Dataset entries
::::
use std::{cmp::min, error::Error, fmt::Display};

/// Dense row-major matrix of `f64`.
#[derive(Debug, Clone, PartialEq)]
pub struct Matrix {
    elements: Vec<f64>,
    width: usize,
    height: usize,
}

impl Matrix {
    pub fn new(elements: Vec<f64>, height: usize, width: usize) -> Result<Self, MatrixError> {
        if height == 0 || width == 0 || elements.len() != width * height {
            return Err(MatrixError::DimensionMismatch {
                op: "new",
                left: (height, width),
                right: (elements.len(), 1),
            });
        }

        Ok(Self {
            elements,
            height,
            width,
        })
    }

    pub fn filled(height: usize, width: usize, value: f64) -> Result<Self, MatrixError> {
        Self::new(vec![value; width * height], height, width)
    }

    pub fn zeros(height: usize, width: usize) -> Result<Self, MatrixError> {
        Self::filled(height, width, 0.0)
    }

    pub fn identity(n: usize) -> Result<Self, MatrixError> {
        let mut result = Self::zeros(n, n)?;
        for i in 0..n {
            result.set_unchecked(i, i, 1.0);
        }
        Ok(result)
    }

    /// Build a matrix from row slices. Every row must have the same length.
    pub fn from_rows(rows: &[Vec<f64>]) -> Result<Self, MatrixError> {
        let width = rows.first().map(|r| r.len()).unwrap_or(0);
        let mut elements = Vec::with_capacity(rows.len() * width);
        for row in rows {
            if row.len() != width {
                return Err(MatrixError::DimensionMismatch {
                    op: "from_rows",
                    left: (rows.len(), width),
                    right: (1, row.len()),
                });
            }
            elements.extend_from_slice(row);
        }
        Self::new(elements, rows.len(), width)
    }

    /// `height` copies of `row` stacked on top of each other.
    pub fn repeat_row(row: &[f64], height: usize) -> Result<Self, MatrixError> {
        Self::new(row.repeat(height), height, row.len())
    }

    pub fn mul(&self, matrix: &Matrix) -> Result<Matrix, MatrixError> {
        if self.width != matrix.height {
            return Err(MatrixError::DimensionMismatch {
                op: "mul",
                left: self.shape(),
                right: matrix.shape(),
            });
        }

        let mut elements: Vec<f64> = Vec::with_capacity(self.height * matrix.width);
        for ij in 0..self.height * matrix.width {
            let column = ij % matrix.width;
            let row = ij / matrix.width;
            let mut value = 0.0;
            for i in 0..self.width {
                let a = self.get_unchecked(row, i);
                let b = matrix.get_unchecked(i, column);
                value += a * b;
            }

            elements.push(value);
        }
        Ok(Matrix {
            elements,
            width: matrix.width,
            height: self.height,
        })
    }

    pub fn scalar_mul(&self, value: f64) -> Self {
        let elements: Vec<f64> = self.elements.iter()
            .map(|a| a * value)
            .collect();

        Self {
            elements,
            width: self.width,
            height: self.height,
        }
    }

    pub fn add(&self, matrix: &Matrix) -> Result<Self, MatrixError> {
        if self.width != matrix.width || self.height != matrix.height {
            return Err(MatrixError::DimensionMismatch {
                op: "add",
                left: self.shape(),
                right: matrix.shape(),
            });
        }
        let elements = self.elements.iter()
            .zip(matrix.elements.iter())
            .map(|(a, b)| a + b)
            .collect();
        Ok(Self {
            elements,
            width: self.width,
            height: self.height,
        })
    }

    /// `self + (matrix * -1)`
    pub fn sub(&self, matrix: &Matrix) -> Result<Self, MatrixError> {
        self.add(&matrix.scalar_mul(-1.0)).map_err(|e| match e {
            MatrixError::DimensionMismatch { left, right, .. } => {
                MatrixError::DimensionMismatch { op: "sub", left, right }
            }
            e => e,
        })
    }

    pub fn get(&self, row: usize, col: usize) -> Result<f64, MatrixError> {
        self.check_index(row, col)?;
        Ok(self.get_unchecked(row, col))
    }

    pub fn set(&mut self, row: usize, col: usize, value: f64) -> Result<(), MatrixError> {
        self.check_index(row, col)?;
        self.set_unchecked(row, col, value);
        Ok(())
    }

    pub fn get_row(&self, i: usize) -> Result<Vec<f64>, MatrixError> {
        if i >= self.height {
            return Err(MatrixError::IndexOutOfRange {
                index: (i, 0),
                shape: self.shape(),
            });
        }
        let start = i * self.width;
        Ok(self.elements[start..start + self.width].to_vec())
    }

    pub fn get_col(&self, i: usize) -> Result<Vec<f64>, MatrixError> {
        if i >= self.width {
            return Err(MatrixError::IndexOutOfRange {
                index: (0, i),
                shape: self.shape(),
            });
        }
        let mut elements: Vec<f64> = Vec::with_capacity(self.height);
        for j in 0..self.height {
            elements.push(self.get_unchecked(j, i));
        }
        Ok(elements)
    }

    pub fn set_row(&mut self, i: usize, row: &[f64]) -> Result<(), MatrixError> {
        if i >= self.height {
            return Err(MatrixError::IndexOutOfRange {
                index: (i, 0),
                shape: self.shape(),
            });
        }
        if row.len() != self.width {
            return Err(MatrixError::DimensionMismatch {
                op: "set_row",
                left: self.shape(),
                right: (1, row.len()),
            });
        }

        let start = i * self.width;
        self.elements[start..start + self.width].copy_from_slice(row);
        Ok(())
    }

    pub fn set_col(&mut self, i: usize, column: &[f64]) -> Result<(), MatrixError> {
        if i >= self.width {
            return Err(MatrixError::IndexOutOfRange {
                index: (0, i),
                shape: self.shape(),
            });
        }
        if column.len() != self.height {
            return Err(MatrixError::DimensionMismatch {
                op: "set_col",
                left: self.shape(),
                right: (column.len(), 1),
            });
        }

        for j in 0..self.height {
            self.set_unchecked(j, i, column[j]);
        }

        Ok(())
    }

    pub(crate) fn set_unchecked(&mut self, row: usize, col: usize, value: f64) {
        self.elements[row * self.width + col] = value;
    }

    pub(crate) fn get_unchecked(&self, row: usize, col: usize) -> f64 {
        self.elements[row * self.width + col]
    }

    fn check_index(&self, row: usize, col: usize) -> Result<(), MatrixError> {
        if row >= self.height || col >= self.width {
            Err(MatrixError::IndexOutOfRange {
                index: (row, col),
                shape: self.shape(),
            })
        } else {
            Ok(())
        }
    }

    pub fn transpose(&self) -> Matrix {
        let mut elements: Vec<f64> = Vec::with_capacity(self.elements.len());
        for i in 0..self.width {
            for j in 0..self.height {
                elements.push(self.get_unchecked(j, i));
            }
        }
        Matrix {
            elements,
            width: self.height,
            height: self.width,
        }
    }

    pub fn round(&self, places: i32) -> Self {
        let shift = 10.0_f64.powi(places);
        let elements = self.elements.iter()
            .map(|a| (a * shift).round() / shift)
            .collect();
        Self {
            elements,
            width: self.width,
            height: self.height,
        }
    }

    /// Arithmetic mean of every column.
    pub fn mean_row(&self) -> Vec<f64> {
        let mut elements = vec![0.0; self.width];
        for i in 0..self.height {
            for j in 0..self.width {
                elements[j] += self.get_unchecked(i, j);
            }
        }
        for mean in elements.iter_mut() {
            *mean /= self.height as f64;
        }
        elements
    }

    /// Subtract each column's mean from every entry of that column.
    pub fn center_columns(&mut self) -> Result<(), MatrixError> {
        let means = Self::repeat_row(&self.mean_row(), self.height)?;
        *self = self.sub(&means)?;
        Ok(())
    }

    pub fn diagonal(&self) -> Vec<f64> {
        let n = min(self.width, self.height);
        (0..n).map(|i| self.get_unchecked(i, i)).collect()
    }

    pub fn height(&self) -> usize {
        self.height
    }

    pub fn width(&self) -> usize {
        self.width
    }

    /// `(height, width)`
    pub fn shape(&self) -> (usize, usize) {
        (self.height, self.width)
    }
}

impl Display for Matrix {
    fn fmt(&self, f: &mut std::fmt::Formatter<'_>) -> std::fmt::Result {
        for i in 0..self.height {
            for j in 0..self.width {
                write!(f, "{}\t", self.get_unchecked(i, j))?;
            }
            writeln!(f)?;
        }
        Ok(())
    }
}

/// A matrix known to have as many rows as columns.
#[derive(Debug, Clone, PartialEq)]
pub struct SquareMatrix {
    matrix: Matrix,
    n: usize,
}

impl SquareMatrix {
    pub fn n(&self) -> usize {
        self.n
    }

    pub fn matrix(&self) -> &Matrix {
        &self.matrix
    }

    /// True when every pair of mirrored entries differs by at most `tolerance`.
    pub fn is_symmetric(&self, tolerance: f64) -> bool {
        for i in 0..self.n {
            for j in i+1..self.n {
                let upper = self.matrix.get_unchecked(i, j);
                let lower = self.matrix.get_unchecked(j, i);
                if (upper - lower).abs() > tolerance {
                    return false;
                }
            }
        }
        true
    }
}

impl TryFrom<Matrix> for SquareMatrix {
    type Error = MatrixError;
    fn try_from(value: Matrix) -> std::result::Result<Self, Self::Error> {
        if value.height != value.width {
            Err(MatrixError::NotSquare(value.shape()))
        } else {
            Ok(SquareMatrix {
                n: value.width,
                matrix: value,
            })
        }
    }
}

impl From<SquareMatrix> for Matrix {
    fn from(value: SquareMatrix) -> Self {
        value.matrix
    }
}

#[derive(Debug, Clone, Copy, PartialEq)]
pub enum MatrixError {
    DimensionMismatch {
        op: &'static str,
        left: (usize, usize),
        right: (usize, usize),
    },
    IndexOutOfRange {
        index: (usize, usize),
        shape: (usize, usize),
    },
    InvalidComponentCount {
        requested: usize,
        available: usize,
    },
    NotSquare((usize, usize)),
}

impl Display for MatrixError {
    fn fmt(&self, f: &mut std::fmt::Formatter<'_>) -> std::fmt::Result {
        match self {
            MatrixError::DimensionMismatch { op, left, right } => write!(
                f,
                "dimension mismatch in {}: {}x{} and {}x{}",
                op, left.0, left.1, right.0, right.1,
            ),
            MatrixError::IndexOutOfRange { index, shape } => write!(
                f,
                "index ({}, {}) out of range for {}x{} matrix",
                index.0, index.1, shape.0, shape.1,
            ),
            MatrixError::InvalidComponentCount { requested, available } => write!(
                f,
                "invalid component count {} ({} available)",
                requested, available,
            ),
            MatrixError::NotSquare(shape) => {
                write!(f, "{}x{} matrix is not square", shape.0, shape.1)
            }
        }
    }
}

impl Error for MatrixError {}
::::
TASK TO CARRY OUT: If a line in the records contains the word "zeros", copy it out.

RESULT:
    pub fn zeros(height: usize, width: usize) -> Result<Self, MatrixError> {
        let mut result = Self::zeros(n, n)?;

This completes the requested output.